The only action roughly comparable was the October 1979 decision to target the money supply directly and end the practice of targeting money indirectly by focusing on interest rates, says McTeer. In fact, the current decision is similar to the earlier one in that it leaves the Fed Funds rate more to the market, in order to hone in on other areas. The difference is that the 1979 move targeted money and, by implication, bank reserves, on the liability side of the Fed's balance sheet. The current action seeks to target the asset side of the balance sheet. This is a major shift, says McTeer.
According to critics:
- The move will be inflationary -- some argue inflation will balloon sooner rather than later.
- They cite the sharp increase in the size of the Fed's balance sheet and the recent expansion of bank reserves and money measures as prima facie evidence of looming inflation.

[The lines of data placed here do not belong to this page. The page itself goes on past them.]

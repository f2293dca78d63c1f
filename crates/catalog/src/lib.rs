// SPDX-FileCopyrightText: 2025 Caspar Water Company
//
// SPDX-License-Identifier: Apache-2.0

//! # Catalog — static product catalog builder
//!
//! Two batch stages, run one after the other:
//!
//! 1. [`ingest`]: spreadsheet rows → canonical JSON document `{ site, products }`
//! 2. [`site`]: JSON document + `{{KEY}}` template → one HTML page per product
//!    plus a searchable, category-grouped `index.html`
//!
//! ```bash
//! catalog ingest --input data/products.xlsx --output data/products.json
//! catalog build --data data/products.json --template templates/material.html --out materials
//! ```

pub mod collate;
pub mod config;
pub mod error;
pub mod format;
pub mod group;
pub mod index;
pub mod ingest;
pub mod model;
pub mod page;
pub mod render;
pub mod site;

pub use config::{CatalogConfig, InvalidIdPolicy, PlaceholderPolicy, RenderConfig, SiteDefaults};
pub use error::{CatalogError, Result};
pub use format::{format_price, normalize_id};
pub use model::{CatalogDocument, Price, Product, Site};
pub use render::{Fields, escape_html, render};
pub use site::{BuildSummary, build_site, generate_site};
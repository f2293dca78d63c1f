use std::path::PathBuf;

use anyhow::{Context, Result};
use catalog::{BuildSummary, CatalogConfig};
use clap::Args;

use crate::common::resolve_path;

/// Arguments of `catalog build`; unset values come from the config.
#[derive(Args, Debug, Clone, Default)]
pub struct BuildArgs {
    /// Catalog JSON document
    #[arg(long)]
    pub data: Option<PathBuf>,

    /// Product page template with {{KEY}} placeholders
    #[arg(long)]
    pub template: Option<PathBuf>,

    /// Output directory for product pages and index.html
    #[arg(long)]
    pub out: Option<PathBuf>,
}

pub fn build_command(config: &CatalogConfig, args: &BuildArgs) -> Result<BuildSummary> {
    let data = resolve_path(args.data.as_deref(), &config.paths.data);
    let template = resolve_path(args.template.as_deref(), &config.paths.template);
    let out_dir = resolve_path(args.out.as_deref(), &config.paths.out_dir);

    catalog::build_site(&data, &template, &out_dir, config)
        .with_context(|| format!("Failed to build catalog from {}", data.display()))
}
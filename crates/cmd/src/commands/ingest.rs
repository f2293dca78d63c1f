use std::path::PathBuf;

use anyhow::{Context, Result};
use catalog::CatalogConfig;
use clap::Args;

use crate::common::resolve_path;

/// Arguments of `catalog ingest`; unset values come from the config.
#[derive(Args, Debug, Clone, Default)]
pub struct IngestArgs {
    /// Spreadsheet to read (.xlsx, .xls, .ods)
    #[arg(long)]
    pub input: Option<PathBuf>,

    /// JSON document to write
    #[arg(long)]
    pub output: Option<PathBuf>,

    /// Sheet holding the product rows
    #[arg(long)]
    pub sheet: Option<String>,
}

/// Convert the spreadsheet; returns the number of products written.
pub fn ingest_command(config: &CatalogConfig, args: &IngestArgs) -> Result<usize> {
    let input = resolve_path(args.input.as_deref(), &config.paths.spreadsheet);
    let output = resolve_path(args.output.as_deref(), &config.paths.data);
    let sheet = args.sheet.as_deref().unwrap_or(&config.paths.sheet);

    catalog::ingest::convert(&input, sheet, &output, &config.site)
        .with_context(|| format!("Failed to convert {}", input.display()))
}
// SPDX-FileCopyrightText: 2025 Caspar Water Company
//
// SPDX-License-Identifier: Apache-2.0

//! Build configuration — parsed from an optional `catalog.yaml`.
//!
//! Every key is optional; absent keys take the built-in defaults.
//!
//! ```yaml
//! paths:
//!   data: "data/products.json"
//!   template: "templates/material.html"
//!   out_dir: "materials"
//!
//! site:
//!   phone: "02-487-9775"
//!
//! render:
//!   default_category: "기타"
//!   unmatched_placeholders: keep
//!   invalid_ids: abort
//!
//! index:
//!   heading: "자재 목록"
//! ```

use crate::error::{CatalogError, Result, must_read};
use serde::{Deserialize, Serialize};
use std::path::{Path, PathBuf};

/// Top-level configuration.
#[derive(Debug, Clone, Default, PartialEq, Serialize, Deserialize)]
#[serde(default)]
pub struct CatalogConfig {
    pub paths: PathsConfig,
    pub site: SiteDefaults,
    pub render: RenderConfig,
    pub index: IndexConfig,
}

impl CatalogConfig {
    /// Load a config file. An explicitly named file must exist.
    pub fn load(path: &Path) -> Result<Self> {
        let raw = must_read(path)?;
        Self::from_yaml(&raw).map_err(|source| CatalogError::Config {
            path: path.to_path_buf(),
            source,
        })
    }

    pub fn from_yaml(yaml: &str) -> std::result::Result<Self, serde_yaml_ng::Error> {
        if yaml.trim().is_empty() {
            return Ok(Self::default());
        }
        serde_yaml_ng::from_str(yaml)
    }
}

/// Input and output locations, relative to the working directory.
#[derive(Debug, Clone, PartialEq, Serialize, Deserialize)]
#[serde(default)]
pub struct PathsConfig {
    pub spreadsheet: PathBuf,
    pub sheet: String,
    pub data: PathBuf,
    pub template: PathBuf,
    pub out_dir: PathBuf,
}

impl Default for PathsConfig {
    fn default() -> Self {
        Self {
            spreadsheet: PathBuf::from("data/products.xlsx"),
            sheet: "products".to_string(),
            data: PathBuf::from("data/products.json"),
            template: PathBuf::from("templates/material.html"),
            out_dir: PathBuf::from("materials"),
        }
    }
}

/// Fallback values for the document's `site` record.
#[derive(Debug, Clone, PartialEq, Serialize, Deserialize)]
#[serde(default)]
pub struct SiteDefaults {
    pub phone: String,
    pub hours: String,
    pub copyright: String,
}

impl Default for SiteDefaults {
    fn default() -> Self {
        Self {
            phone: "02-487-9775".to_string(),
            hours: "평일 07:00 - 18:00 / 주말 07:00 - 12:00".to_string(),
            copyright: "ⓒ 2025 DongKyung Flooring. All rights reserved.".to_string(),
        }
    }
}

/// What to do with `{{KEY}}` tokens that have no field.
#[derive(Debug, Clone, Copy, Default, PartialEq, Eq, Serialize, Deserialize)]
#[serde(rename_all = "lowercase")]
pub enum PlaceholderPolicy {
    /// Leave the token in the output unchanged
    #[default]
    Keep,
    /// Replace the token with nothing
    Strip,
}

/// What to do with a product whose id is not a valid slug.
#[derive(Debug, Clone, Copy, Default, PartialEq, Eq, Serialize, Deserialize)]
#[serde(rename_all = "lowercase")]
pub enum InvalidIdPolicy {
    /// Fail the whole run before writing anything
    #[default]
    Abort,
    /// Warn and leave the product out of every page
    Skip,
}

/// Rendering knobs.
#[derive(Debug, Clone, PartialEq, Serialize, Deserialize)]
#[serde(default)]
pub struct RenderConfig {
    /// Category name used for products with a blank category
    pub default_category: String,
    /// IMAGE value for products without an image
    pub placeholder_image: String,
    pub currency_suffix: String,
    pub unmatched_placeholders: PlaceholderPolicy,
    pub invalid_ids: InvalidIdPolicy,
}

impl Default for RenderConfig {
    fn default() -> Self {
        Self {
            default_category: "기타".to_string(),
            placeholder_image: "images/placeholder.jpg".to_string(),
            currency_suffix: "원".to_string(),
            unmatched_placeholders: PlaceholderPolicy::default(),
            invalid_ids: InvalidIdPolicy::default(),
        }
    }
}

/// Fixed texts on the catalog index page.
#[derive(Debug, Clone, PartialEq, Serialize, Deserialize)]
#[serde(default)]
pub struct IndexConfig {
    pub title: String,
    pub heading: String,
    pub subtitle: String,
    pub home_href: String,
    pub notice: String,
}

impl Default for IndexConfig {
    fn default() -> Self {
        Self {
            title: "자재 목록 | 동경바닥재".to_string(),
            heading: "자재 목록".to_string(),
            subtitle: "카테고리별로 정리된 기준표".to_string(),
            home_href: "../index.html".to_string(),
            notice: "※ 가격/재고는 현장 상황에 따라 변동될 수 있습니다.".to_string(),
        }
    }
}

#[cfg(test)]
mod tests {
    use super::*;

    #[test]
    fn parse_partial_config() {
        let yaml = r#"
paths:
  out_dir: "public/materials"

site:
  phone: "010-0000-0000"

render:
  unmatched_placeholders: strip
  invalid_ids: skip
"#;
        let config = CatalogConfig::from_yaml(yaml).expect("parse config");
        assert_eq!(config.paths.out_dir, PathBuf::from("public/materials"));
        assert_eq!(config.paths.data, PathBuf::from("data/products.json"));
        assert_eq!(config.site.phone, "010-0000-0000");
        assert_eq!(config.site.hours, SiteDefaults::default().hours);
        assert_eq!(config.render.unmatched_placeholders, PlaceholderPolicy::Strip);
        assert_eq!(config.render.invalid_ids, InvalidIdPolicy::Skip);
        assert_eq!(config.render.default_category, "기타");
        assert_eq!(config.index, IndexConfig::default());
    }

    #[test]
    fn empty_config_is_default() {
        let config = CatalogConfig::from_yaml("\n").expect("parse config");
        assert_eq!(config, CatalogConfig::default());
        assert_eq!(config.render.invalid_ids, InvalidIdPolicy::Abort);
        assert_eq!(config.render.unmatched_placeholders, PlaceholderPolicy::Keep);
    }

    #[test]
    fn unknown_policy_is_rejected() {
        let result = CatalogConfig::from_yaml("render:\n  invalid_ids: ignore\n");
        assert!(result.is_err());
    }

    #[test]
    fn missing_config_file() {
        let tmp = tempfile::tempdir().expect("tempdir");
        let result = CatalogConfig::load(&tmp.path().join("catalog.yaml"));
        assert!(matches!(result, Err(CatalogError::MissingInput { .. })));
    }
}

- The Fed's actions will weaken the dollar in foreign exchange markets, which has already begun.
- You don't go directly and immediately from reserve and money creation to rampant inflation.
- The sharp expansion of the monetary aggregates since the beginning of September was needed to offset the dramatic decline in velocity and the hoarding of reserves by the banking system.
- Money has to be spent before it can create inflation and before it does that, it will provide a much-needed support to a rapidly declining economy.
The British economist Sir Dennis Robertson made the famous and relevant distinction between "money sitting" and "money on the wing." U.S. money has been sitting, explains McTeer.